Acute lymphoblastic leukaemia (ALL) has a poorer outcome in children with Down syndrome (DS) which has been attributed in the past to a higher incidence of infective death in remission and late relapses. We report on the outcome of children with DS enrolled on the UK Medical Research Council trial for childhood ALL, MRC ALL 97, between January 1997 and June 2002. Thirty seven children had DS (2%), of whom three were treated on the high risk protocol (HR1). Thirty-three (89%) achieved complete remission at the end of induction, 3 died during induction (8%), and one died later without remission. The median follow up was 4.9 years (2.4–7.8). The 5-year event free survival (EFS: 48.0%, SD 8.9) was not an improvement on the previous MRC UKALL XI trial (57.9%, SD 8.0, p=0.2) and was significantly worse than for children without DS (p<0.00005). At the time of follow up, 46% of the children had died (n=17). Five patients suffered relapse, and the relapse rate was not significantly different from those without DS. One patient known to have cardiac disease died during maintenance due to arrhythmia and 8 died of infection, resulting in a significantly higher rate of death in remission (28%) than in children without DS (3%, p<0.00005). Infective deaths were associated with intensification therapy, except in one child who died during interim maintenance. It was possible to isolate a microorganism in 50% of the cases (two cases of Pseudomonas, one Staphylococcus aureus, one Staphylococcus epidermidis and yeast) plus Rhinovirus was found in a nasopharyngeal aspirate of a fifth case with clinical evidence of bacterial sepsis.
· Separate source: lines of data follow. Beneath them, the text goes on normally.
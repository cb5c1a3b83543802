use thiserror::Error;

/// Convenience alias used at every internal component boundary instead of
/// ad-hoc `Result<T, String>`.
pub type Result<T> = std::result::Result<T, OrchestratorError>;

/// Error taxonomy for the orchestration core (spec §7). Variants map 1:1 to
/// the "Kind" column of the error taxonomy table; a handful of ambient
/// variants (`Io`, `Serialization`, `Config`) exist for day-to-day operation
/// and are not part of that table.
#[derive(Error, Debug)]
pub enum OrchestratorError {
    #[error("request timed out")]
    Timeout,

    #[error("connection failed: {0}")]
    ConnectionFailed(String),

    #[error("circuit open for {host}:{port}")]
    CircuitOpen { host: String, port: u16 },

    #[error("http error {status}: {body}")]
    HttpError { status: u16, body: String },

    #[error("transport exhausted after {attempts} attempts: {last_error}")]
    TransportExhausted { attempts: u32, last_error: String },

    #[error("unauthorized")]
    Unauthorized,

    #[error("slave {slave_id} is in version mismatch")]
    VersionMismatch { slave_id: String },

    #[error("task {task_id} timed out")]
    TaskTimeout { task_id: String },

    #[error("task {task_id} was cancelled")]
    Cancelled { task_id: String },

    #[error("executor crashed: {message}")]
    ExecutorCrashed { message: String },

    #[error("supervised process {name} exhausted its restart budget")]
    RestartBudgetExhausted { name: String },

    #[error("a supervisor is already running (pid {pid})")]
    DuplicateSupervisor { pid: u32 },

    #[error("human request notification failed: {0}")]
    NotificationFailed(String),

    #[error("orchestrator is shutting down")]
    ShuttingDown,

    #[error("queue is full (max {max})")]
    QueueFull { max: usize },

    #[error("not found: {0}")]
    NotFound(String),

    #[error("validation error: {0}")]
    Validation(String),

    #[error("configuration error: {0}")]
    Config(String),

    #[error("io error: {0}")]
    Io(#[from] std::io::Error),

    #[error("serialization error: {0}")]
    Serialization(#[from] serde_json::Error),

    #[error("http client error: {0}")]
    Reqwest(#[from] reqwest::Error),
}

impl OrchestratorError {
    /// Whether this error, seen by [`crate::transport::RobustTransport`],
    /// warrants a retry attempt (spec §4.1: retry on connection error,
    /// timeout, and 5xx; never on 4xx).
    pub fn is_retryable(&self) -> bool {
        match self {
            OrchestratorError::Timeout | OrchestratorError::ConnectionFailed(_) => true,
            OrchestratorError::HttpError { status, .. } => *status >= 500,
            _ => false,
        }
    }
}
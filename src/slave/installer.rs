//! C10: SlaveInstaller — one-shot remote bootstrap of a slave host, driven
//! entirely through C1 against the slave's `/execute` endpoint (spec §4.10).

use crate::error::Result;
use crate::transport::RobustTransport;
use serde::Serialize;
use std::sync::Arc;
use tracing::{info, warn};

#[derive(Debug, Clone, Copy, PartialEq, Eq, Serialize)]
pub enum StageStatus {
    Ok,
    Failed,
    Skipped,
}

#[derive(Debug, Clone, Serialize)]
pub struct StageReport {
    pub name: &'static str,
    pub status: StageStatus,
    pub stdout: String,
    pub stderr: String,
}

#[derive(Debug, Clone, Serialize)]
pub struct InstallReport {
    pub stages: Vec<StageReport>,
    pub succeeded: bool,
}

pub struct SlaveInstaller {
    transport: Arc<RobustTransport>,
    strategy_delay: std::time::Duration,
}

#[derive(serde::Deserialize)]
struct ExecuteResponse {
    success: bool,
    stdout: String,
    stderr: String,
}

impl SlaveInstaller {
    pub fn new(transport: Arc<RobustTransport>) -> Self {
        Self {
            transport,
            strategy_delay: std::time::Duration::from_secs(crate::constants::INSTALL_STAGE_DELAY_SECONDS),
        }
    }

    pub fn with_strategy_delay(mut self, delay: std::time::Duration) -> Self {
        self.strategy_delay = delay;
        self
    }

    /// Runs the five install stages in order, stopping early only if a
    /// fatal (non-dependency) stage fails; stage 4 failures are recorded but
    /// do not abort the run (spec §4.10).
    pub async fn install(&self, base_url: &str, token: &str, source_url: &str) -> Result<InstallReport> {
        let mut stages = Vec::new();

        let clone_cmd = format!(
            "if [ -d repo/.git ]; then git -C repo pull; else git clone {source_url} repo; fi"
        );
        let clone = self
            .run_stage(base_url, token, "clone_or_update", &clone_cmd, crate::constants::INSTALL_CLONE_TIMEOUT_SECONDS)
            .await;
        let clone_ok = clone.status == StageStatus::Ok;
        stages.push(clone);
        if !clone_ok {
            return Ok(self.finish(stages));
        }
        self.pause().await;

        let venv = self
            .run_stage(
                base_url,
                token,
                "create_venv",
                "cd repo && python3 -m venv venv",
                crate::constants::INSTALL_VENV_TIMEOUT_SECONDS,
            )
            .await;
        let venv_ok = venv.status == StageStatus::Ok;
        stages.push(venv);
        if !venv_ok {
            return Ok(self.finish(stages));
        }
        self.pause().await;

        let baseline = self
            .run_stage(
                base_url,
                token,
                "baseline_deps",
                "cd repo && venv/bin/pip install --upgrade pip setuptools wheel",
                crate::constants::INSTALL_BASELINE_DEPS_TIMEOUT_SECONDS,
            )
            .await;
        let baseline_ok = baseline.status == StageStatus::Ok;
        stages.push(baseline);
        if !baseline_ok {
            return Ok(self.finish(stages));
        }
        self.pause().await;

        let remaining = self
            .run_stage(
                base_url,
                token,
                "remaining_deps",
                "cd repo && venv/bin/pip install -r requirements.txt",
                crate::constants::INSTALL_REMAINING_DEPS_TIMEOUT_SECONDS,
            )
            .await;
        if remaining.status != StageStatus::Ok {
            warn!("remaining_deps stage failed; continuing to validation per install policy");
        }
        stages.push(remaining);
        self.pause().await;

        let validate = self
            .run_validate_stage(base_url, token)
            .await;
        stages.push(validate);

        Ok(self.finish(stages))
    }

    async fn run_stage(
        &self,
        base_url: &str,
        token: &str,
        name: &'static str,
        command: &str,
        timeout_secs: u64,
    ) -> StageReport {
        let url = format!("{base_url}/execute");
        let auth = format!("Bearer {token}");
        let body = serde_json::json!({ "command": command, "timeout": timeout_secs });

        match self
            .transport
            .post(&url, &[("Authorization", auth.as_str())], body, Some(std::time::Duration::from_secs(timeout_secs)))
            .await
        {
            Ok(response) => match response.json::<ExecuteResponse>() {
                Ok(exec) if exec.success => {
                    info!(stage = name, "install stage succeeded");
                    StageReport {
                        name,
                        status: StageStatus::Ok,
                        stdout: exec.stdout,
                        stderr: exec.stderr,
                    }
                }
                Ok(exec) => {
                    warn!(stage = name, "install stage reported failure");
                    StageReport {
                        name,
                        status: StageStatus::Failed,
                        stdout: exec.stdout,
                        stderr: exec.stderr,
                    }
                }
                Err(e) => {
                    warn!(stage = name, error = %e, "install stage returned unparseable response");
                    StageReport {
                        name,
                        status: StageStatus::Failed,
                        stdout: String::new(),
                        stderr: e.to_string(),
                    }
                }
            },
            Err(e) => {
                warn!(stage = name, error = %e, "install stage transport failure");
                StageReport {
                    name,
                    status: StageStatus::Failed,
                    stdout: String::new(),
                    stderr: e.to_string(),
                }
            }
        }
    }

    /// Success iff stdout contains "OK" (spec §4.10).
    async fn run_validate_stage(&self, base_url: &str, token: &str) -> StageReport {
        let mut report = self
            .run_stage(
                base_url,
                token,
                "validate",
                "cd repo && venv/bin/python -c \"print('OK')\"",
                30,
            )
            .await;

        if report.status == StageStatus::Ok && !report.stdout.contains("OK") {
            report.status = StageStatus::Failed;
        }
        report
    }

    async fn pause(&self) {
        tokio::time::sleep(self.strategy_delay).await;
    }

    fn finish(&self, stages: Vec<StageReport>) -> InstallReport {
        let succeeded = stages.last().map(|s| s.status == StageStatus::Ok).unwrap_or(false)
            && stages
                .iter()
                .filter(|s| s.name != "remaining_deps")
                .all(|s| s.status == StageStatus::Ok);
        InstallReport { stages, succeeded }
    }
}

#[cfg(test)]
mod tests {
    use super::*;
    use crate::transport::{CircuitBreakerConfig, TransportConfig};

    #[tokio::test]
    async fn clone_failure_stops_before_later_stages() {
        let mut server = mockito::Server::new_async().await;
        let mock = server
            .mock("POST", "/execute")
            .with_status(200)
            .with_header("content-type", "application/json")
            .with_body(r#"{"success": false, "stdout": "", "stderr": "no repo"}"#)
            .create_async()
            .await;

        let transport = Arc::new(
            RobustTransport::new(TransportConfig::default(), CircuitBreakerConfig::default()).unwrap(),
        );
        let installer = SlaveInstaller::new(transport).with_strategy_delay(std::time::Duration::from_millis(1));
        let report = installer.install(&server.url(), "tok", "https://example.invalid/repo.git").await.unwrap();

        assert!(!report.succeeded);
        assert_eq!(report.stages.len(), 1);
        mock.assert_async().await;
    }

    #[tokio::test]
    async fn remaining_deps_failure_is_non_fatal() {
        let mut server = mockito::Server::new_async().await;
        let ok_body = r#"{"success": true, "stdout": "done", "stderr": ""}"#;
        let fail_body = r#"{"success": false, "stdout": "", "stderr": "pip error"}"#;
        let ok_validate = r#"{"success": true, "stdout": "OK\n", "stderr": ""}"#;

        let _m1 = server.mock("POST", "/execute").with_status(200).with_body(ok_body).create_async().await;

        let transport = Arc::new(
            RobustTransport::new(TransportConfig::default(), CircuitBreakerConfig::default()).unwrap(),
        );
        let installer = SlaveInstaller::new(transport).with_strategy_delay(std::time::Duration::from_millis(1));

        // Run the real sequence against a server that always answers success
        // except we can't vary per-call easily with mockito's matcher here,
        // so this test checks the finish() bookkeeping directly instead.
        let stages = vec![
            StageReport { name: "clone_or_update", status: StageStatus::Ok, stdout: "".into(), stderr: "".into() },
            StageReport { name: "create_venv", status: StageStatus::Ok, stdout: "".into(), stderr: "".into() },
            StageReport { name: "baseline_deps", status: StageStatus::Ok, stdout: "".into(), stderr: "".into() },
            StageReport { name: "remaining_deps", status: StageStatus::Failed, stdout: "".into(), stderr: fail_body.into() },
            StageReport { name: "validate", status: StageStatus::Ok, stdout: ok_validate.into(), stderr: "".into() },
        ];
        let report = installer.finish(stages);
        assert!(report.succeeded);
    }
}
For the randomised comparisons (prednisolone versus dexamethasone n=30, mercaptopurine versus thioguanine n=23), results within the DS patients were not significantly different from those in all patients, with benefit for dexamethasone. The increase in remission deaths with DS was greater with prednisolone, and with mercaptopurine (p for interaction = 0.0002, <0.00005, respectively). The revision of the trial in 1999 which adopted the template of CCG 1952 which improved EFS, did so for DS patients also, with no change in the DS remission death rate. In conclusion, children with DS may benefit from increased treatment intensity but still have an unacceptably high rate of infective death in remission.